São Luís de França e os Franciscanos - XIV
Continuação do texto depois da interrupção por ocasião da festa de São Francisco
Frei Sandro Roberto da
Costa, ofm
3.1
O encontro com frei Hugo de Digne
Em 1254, voltando do Oriente
derrotado, após a morte da mãe, Luís ouve falar de Frei Hugo de Digne, um frade
franciscano da corrente dos espirituais, defensor das ideias de Joaquim de
Fiore. Frei Hugo era um grande pregador, que arrebatava multidões[46]. Em Hyères, Luís pediu para trazerem o frade à sua
presença, pois queria ouvi-lo pregar. Ficou tão maravilhado que queria, a todo
custo, que o frade se juntasse a seu séquito que retornava para Paris. Hugo se
negou peremptoriamente. Acabou ficando apenas dois dias com Luís, mas este
encontro marcou, a partir de então, a vida e o governo do rei. Hugo, segundo as
palavras do biógrafo de Luís, Joinville, exortou ao rei que este “deveria se
conduzir de acordo com seu povo”. No fim do sermão o frade afirmou que nunca
tinha lido que um reino ou domínio se tivesse perdido ou passado a um outro
senhor, “a não ser por vício de justiça”. E terminou: “Ora, que atente o rei,
continuou, uma vez que vai para a França, que faça tanta justiça a seu povo que
o povo assim conserve o amor de Deus, de tal maneira que Deus não lhe tire o
reino de França com a vida”[47].
Depois de 1254, Luís assumiu um
comportamento sempre mais austero. No dizer de seus biógrafos, passou “da
simplicidade, à austeridade”. E este espírito passou à atuação política. Um
sinal claro desta orientação foi a chamada “Grande Ordenação”, de dezembro de
1254. Trata-se de uma série de determinações legais que objetivavam reformar
profundamente o governo do reino. Entre elas, destacam-se aquelas visando uma
moralização da administração pública, para um governo justo (ético e não
corrupto, diríamos hoje). Os oficiais do reino deveriam fazer justiça sem fazer
distinção de pessoas. Não deveriam aceitar presentes, nem para suas mulheres ou
filhos.
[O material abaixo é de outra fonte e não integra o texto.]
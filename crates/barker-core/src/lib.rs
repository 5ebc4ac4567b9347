//! Core types: barcode requests, call encoding, document assembly, diagnostics

pub mod diagnostics;
pub mod document;
pub mod encode;
pub mod request;
pub mod tracing;

pub use diagnostics::{Classification, classify};
pub use document::{
    EPS_SIGNATURE, LIBRARY_ERROR_MARKER, LIBRARY_NAMESPACE, eps_document, measurement_program,
};
pub use encode::{EncodedCall, encode_options, hex_encode};
pub use request::{BarcodeRequest, OptionValue, Options};
pub use tracing::{TracingConfig, TracingError, TracingOutputFormat, init_tracing};
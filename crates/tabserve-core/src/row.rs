//! Snapshot row
//!
//! A row maps field names to typed values. Rows are produced by the embedding
//! pipeline's converter and checked against the schema before they become
//! part of a snapshot; a field that is absent reads as null.

use std::collections::HashMap;

use serde_json::Value as JsonValue;

use crate::error::{Error, Result};
use crate::schema::Schema;
use crate::value::Value;

static NULL: Value = Value::Null;

/// A single row of tabular data
#[derive(Debug, Clone, Default, PartialEq)]
pub struct Row {
    values: HashMap<String, Value>,
}

impl Row {
    pub fn new() -> Self {
        Self::default()
    }

    /// Builder-style insert
    pub fn with(mut self, name: impl Into<String>, value: impl Into<Value>) -> Self {
        self.set(name, value);
        self
    }

    pub fn set(&mut self, name: impl Into<String>, value: impl Into<Value>) {
        self.values.insert(name.into(), value.into());
    }

    /// Value of `name`, or null when the row does not carry it
    pub fn get(&self, name: &str) -> &Value {
        self.values.get(name).unwrap_or(&NULL)
    }

    pub fn iter(&self) -> impl Iterator<Item = (&str, &Value)> {
        self.values.iter().map(|(k, v)| (k.as_str(), v))
    }

    pub fn len(&self) -> usize {
        self.values.len()
    }

    pub fn is_empty(&self) -> bool {
        self.values.is_empty()
    }

    /// Convert a JSON object into a row typed by `schema`
    pub fn from_json(json: &JsonValue, schema: &Schema) -> Result<Self> {
        let object = json
            .as_object()
            .ok_or_else(|| Error::InvalidRow(format!("expected a JSON object, got {}", json)))?;

        let mut row = Row::new();
        for (name, raw) in object {
            let field = schema.require_field(name)?;
            row.set(name.clone(), Value::from_json(raw, field)?);
        }
        Ok(row)
    }
}

impl<K: Into<String>, V: Into<Value>> FromIterator<(K, V)> for Row {
    fn from_iter<T: IntoIterator<Item = (K, V)>>(iter: T) -> Self {
        Self {
            values: iter
                .into_iter()
                .map(|(k, v)| (k.into(), v.into()))
                .collect(),
        }
    }
}

#[cfg(test)]
mod tests {
    use super::*;
    use crate::schema::{FieldDef, FieldType};
    use serde_json::json;

    fn schema() -> Schema {
        Schema::new(vec![
            FieldDef::new("id", FieldType::Integer),
            FieldDef::new("msg", FieldType::String),
        ])
        .unwrap()
    }

    #[test]
    fn test_missing_field_reads_null() {
        let row = Row::new().with("id", 1);
        assert_eq!(row.get("id"), &Value::Integer(1));
        assert!(row.get("msg").is_null());
        assert_eq!(row.len(), 1);
    }

    #[test]
    fn test_from_iterator() {
        let row: Row = vec![("id", Value::Integer(3)), ("msg", Value::from("x"))]
            .into_iter()
            .collect();
        assert_eq!(row.len(), 2);
        assert_eq!(row.get("msg"), &Value::String("x".to_string()));
    }

    #[test]
    fn test_from_json_object() {
        let row = Row::from_json(&json!({"id": 5, "msg": "hello"}), &schema()).unwrap();
        assert_eq!(row.get("id"), &Value::Integer(5));
        assert_eq!(row.get("msg"), &Value::String("hello".to_string()));
    }

    #[test]
    fn test_from_json_rejects_unknown_field() {
        let err = Row::from_json(&json!({"id": 5, "other": 1}), &schema()).unwrap_err();
        assert!(matches!(err, Error::UnknownField(name) if name == "other"));
    }

    #[test]
    fn test_from_json_rejects_non_object() {
        let err = Row::from_json(&json!([1, 2]), &schema()).unwrap_err();
        assert!(err.is_schema_mismatch());
    }
}
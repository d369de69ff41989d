//! TabServe Server
//!
//! A windowed ad-hoc query server embedded in a continuously running data
//! pipeline. The server keeps a snapshot of tabular data that every input
//! batch replaces, buffers data queries between window boundaries and
//! answers them against the snapshot live when a window closes.
//!
//! # Components
//!
//! - **Codec** (`codec`): JSON envelopes in, JSON results out
//! - **Formatter** (`formatter`): per-cell rendering policy for data results
//! - **Queue** (`queue`): data queries with sequence numbers and lifetimes
//! - **Executor** (`executor`): pure row selection over a snapshot
//! - **Snapshot store** (`snapshot`): the single live snapshot
//! - **Server** (`server`): the window-synchronous orchestrator
//!
//! # Query lifetimes
//!
//! | `countdown` | Served at |
//! |-------------|-----------|
//! | absent | the next window close only |
//! | `N` | the next `N` window closes |
//! | `"continuous"` | every window close until cancelled |

pub mod codec;
pub mod config;
pub mod error;
pub mod executor;
pub mod formatter;
pub mod queue;
pub mod server;
pub mod snapshot;
pub mod types;

pub use codec::Codec;
pub use config::ServerConfig;
pub use error::{CodecError, Result, ServerError};
pub use formatter::{FormatterConfig, PassThroughFormatter, PatternFormatter, ValueFormatter};
pub use queue::{DueEntry, QueryQueue, QueueStats};
pub use server::{JsonRowConverter, ResultSink, RowConverter, ServerStats, TabularServer, WindowState};
pub use snapshot::{Snapshot, SnapshotStore};
pub use types::{CancelQuery, DataQuery, DataResult, Filter, Lifetime, QueryEnvelope, QueryResult};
Também em relação aos costumes e à moral eram promulgadas medidas severas:
contra a blasfêmia, contra os jogos, contra a prostituição, contra a usura. No
espírito da época, são emanadas também leis contra os judeus.
[46] Sobre frei Hugo de Digne nos
informa o cronista medieval Salimbene de Parma: “Ele era um dos maiores
clérigos do mundo, solene pregador, querido pelo clero e pelo povo, o maior nas
disputas e preparado para tudo. Envolvia a todos, tinha uma conclusão para
tudo, tinha língua eloquente e voz como de tuba que soa, de grande trovão e de
muitas águas que soam, quando descem pelo precipício. Nunca impunha [suas
ideias], nunca complicava. Estava sempre preparado para toda resposta. Dizia
coisas maravilhosas da corte celeste, isto é, da glória do paraíso, e coisas
terríveis das penas do inferno. Era oriundo da província da Provença, de
estatura média e não muito escuro. Homem espiritual além da medida... Havia (em
Hyères) muitos notários, juízes, médicos e outros letrados que nos dias solenes
se reuniam na sala de Frei Hugo para ouvi-lo, enquanto ele falava da doutrina
do abade Joaquim, ensinava e expunha os mistérios da Sagrada Escritura e
predizia as coisas futuras. Pois era um grande joaquimita e tinha todos os
livros do abade Joaquim escritos com letras grandes”. Fontes Franciscanas e Clarianas, Tradução de Celso Márcio
Teixeira, Vozes/FFB, Petrópolis 2004, Crônica
de Frei Salimbene de Adam (de Parma), p. 1400-1401.
[47] Joinville, Histoire de Saint Louis, citado por le Goff, São Luís, p. 193. O autor vê neste encontro com o franciscano Hugo
de Digne um momento fundamental no governo de Luís, pois, voltando derrotado e
decepcionado da Cruzada (Luís vai passar um período em profunda tristeza),
busca respostas para a derrota e sobre o melhor modo de servir a Deus. O
encontro com Hugo é, para Luís, a resposta: governar de modo a fazer reinar,
aqui na terra, a justiça do reino de Deus.